> WORK ITEM:
Find how many lines of the listing include the string "false", and report only that figure.

> LISTED ENTRIES:
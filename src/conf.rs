//! Configuring resolution contexts.
//!
//! A [`ContextConfig`] describes how a resolution context should behave:
//! whether the engine picks up the host system's resolver configuration or
//! reads a dedicated engine configuration file, and how long an individual
//! lookup may take before it is given up on.
//!
//! Configs are assembled through [`ContextConfig::builder`] and validated
//! when [`build`][ContextConfigBuilder::build] is called. A built config is
//! immutable. Every context created from it derives its behaviour from the
//! snapshot taken at creation time, so later configs never affect earlier
//! contexts.

use std::error;
use std::fmt;
use std::path::{Path, PathBuf};
use std::time::Duration;

//------------ Configuration Constants ---------------------------------------

/// Default upper bound for a single lookup.
const DEF_REQUEST_TIMEOUT: Duration = Duration::from_secs(5);

//------------ ContextConfig -------------------------------------------------

/// An immutable configuration snapshot for a resolution context.
///
/// The default config uses the system resolver and the default request
/// timeout of five seconds.
#[derive(Clone, Debug, Eq, PartialEq)]
pub struct ContextConfig {
    /// Use the host system's resolver configuration?
    use_system_resolver: bool,

    /// Path to an engine configuration file.
    ///
    /// Only present, and then required, when `use_system_resolver` is false.
    unbound_config: Option<PathBuf>,

    /// Upper bound for a single lookup.
    request_timeout: Duration,
}

impl ContextConfig {
    /// Returns a builder initialized with the default values.
    pub fn builder() -> ContextConfigBuilder {
        ContextConfigBuilder::default()
    }

    /// Returns whether the engine uses the system resolver configuration.
    pub fn use_system_resolver(&self) -> bool {
        self.use_system_resolver
    }

    /// Returns the path to the engine configuration file, if any.
    pub fn unbound_config(&self) -> Option<&Path> {
        self.unbound_config.as_deref()
    }

    /// Returns the per-request timeout.
    pub fn request_timeout(&self) -> Duration {
        self.request_timeout
    }
}

impl Default for ContextConfig {
    fn default() -> Self {
        ContextConfig {
            use_system_resolver: true,
            unbound_config: None,
            request_timeout: DEF_REQUEST_TIMEOUT,
        }
    }
}

//------------ ContextConfigBuilder ------------------------------------------

/// A builder for a [`ContextConfig`].
#[derive(Clone, Debug)]
pub struct ContextConfigBuilder {
    /// See [`ContextConfig::use_system_resolver`].
    use_system_resolver: bool,

    /// See [`ContextConfig::unbound_config`].
    unbound_config: Option<PathBuf>,

    /// See [`ContextConfig::request_timeout`].
    request_timeout: Duration,
}

impl ContextConfigBuilder {
    /// Sets whether the engine should use the system resolver configuration.
    ///
    /// When disabled, a configuration file has to be supplied via
    /// [`unbound_config`][Self::unbound_config].
    pub fn use_system_resolver(mut self, yes: bool) -> Self {
        self.use_system_resolver = yes;
        self
    }

    /// Sets the path to the engine configuration file.
    ///
    /// The file is not read here. Whether its content is acceptable is
    /// decided by the engine when a context is created from the config.
    pub fn unbound_config(mut self, path: impl Into<PathBuf>) -> Self {
        self.unbound_config = Some(path.into());
        self
    }

    /// Sets the upper bound for a single lookup.
    pub fn request_timeout(mut self, timeout: Duration) -> Self {
        self.request_timeout = timeout;
        self
    }

    /// Validates the builder state and produces the config.
    pub fn build(self) -> Result<ContextConfig, ConfigError> {
        if !self.use_system_resolver && self.unbound_config.is_none() {
            return Err(ConfigError::MissingEngineConfig);
        }
        if self.request_timeout.is_zero() {
            return Err(ConfigError::ZeroRequestTimeout);
        }
        Ok(ContextConfig {
            use_system_resolver: self.use_system_resolver,
            unbound_config: self.unbound_config,
            request_timeout: self.request_timeout,
        })
    }
}

impl Default for ContextConfigBuilder {
    fn default() -> Self {
        ContextConfigBuilder {
            use_system_resolver: true,
            unbound_config: None,
            request_timeout: DEF_REQUEST_TIMEOUT,
        }
    }
}

//------------ ConfigError ---------------------------------------------------

/// A context configuration could not be built.
#[derive(Clone, Copy, Debug, Eq, PartialEq)]
pub enum ConfigError {
    /// The system resolver was disabled but no config file was supplied.
    MissingEngineConfig,

    /// The request timeout was zero.
    ZeroRequestTimeout,
}

impl fmt::Display for ConfigError {
    fn fmt(&self, f: &mut fmt::Formatter<'_>) -> fmt::Result {
        match self {
            ConfigError::MissingEngineConfig => f.write_str(
                "an engine configuration file is required when the system \
                 resolver is disabled",
            ),
            ConfigError::ZeroRequestTimeout => {
                f.write_str("the request timeout must be greater than zero")
            }
        }
    }
}

impl error::Error for ConfigError {}

//============ Test ==========================================================

#[cfg(test)]
mod test {
    use super::*;

    #[test]
    fn default_config_uses_system_resolver() {
        let config = ContextConfig::builder().build().unwrap();
        assert!(config.use_system_resolver());
        assert_eq!(config.unbound_config(), None);
        assert_eq!(config.request_timeout(), Duration::from_secs(5));
        assert_eq!(config, ContextConfig::default());
    }

    #[test]
    fn custom_config_requires_a_file() {
        let res = ContextConfig::builder().use_system_resolver(false).build();
        assert_eq!(res, Err(ConfigError::MissingEngineConfig));

        let config = ContextConfig::builder()
            .use_system_resolver(false)
            .unbound_config("/etc/unbound/unbound.conf")
            .build()
            .unwrap();
        assert!(!config.use_system_resolver());
        assert_eq!(
            config.unbound_config(),
            Some(Path::new("/etc/unbound/unbound.conf"))
        );
    }

    #[test]
    fn zero_timeout_is_rejected() {
        let res = ContextConfig::builder()
            .request_timeout(Duration::ZERO)
            .build();
        assert_eq!(res, Err(ConfigError::ZeroRequestTimeout));
    }

    #[test]
    fn sub_second_timeout_is_accepted() {
        let config = ContextConfig::builder()
            .request_timeout(Duration::from_millis(250))
            .build()
            .unwrap();
        assert_eq!(config.request_timeout(), Duration::from_millis(250));
    }
}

> RESULT FOR THIS TASK:
3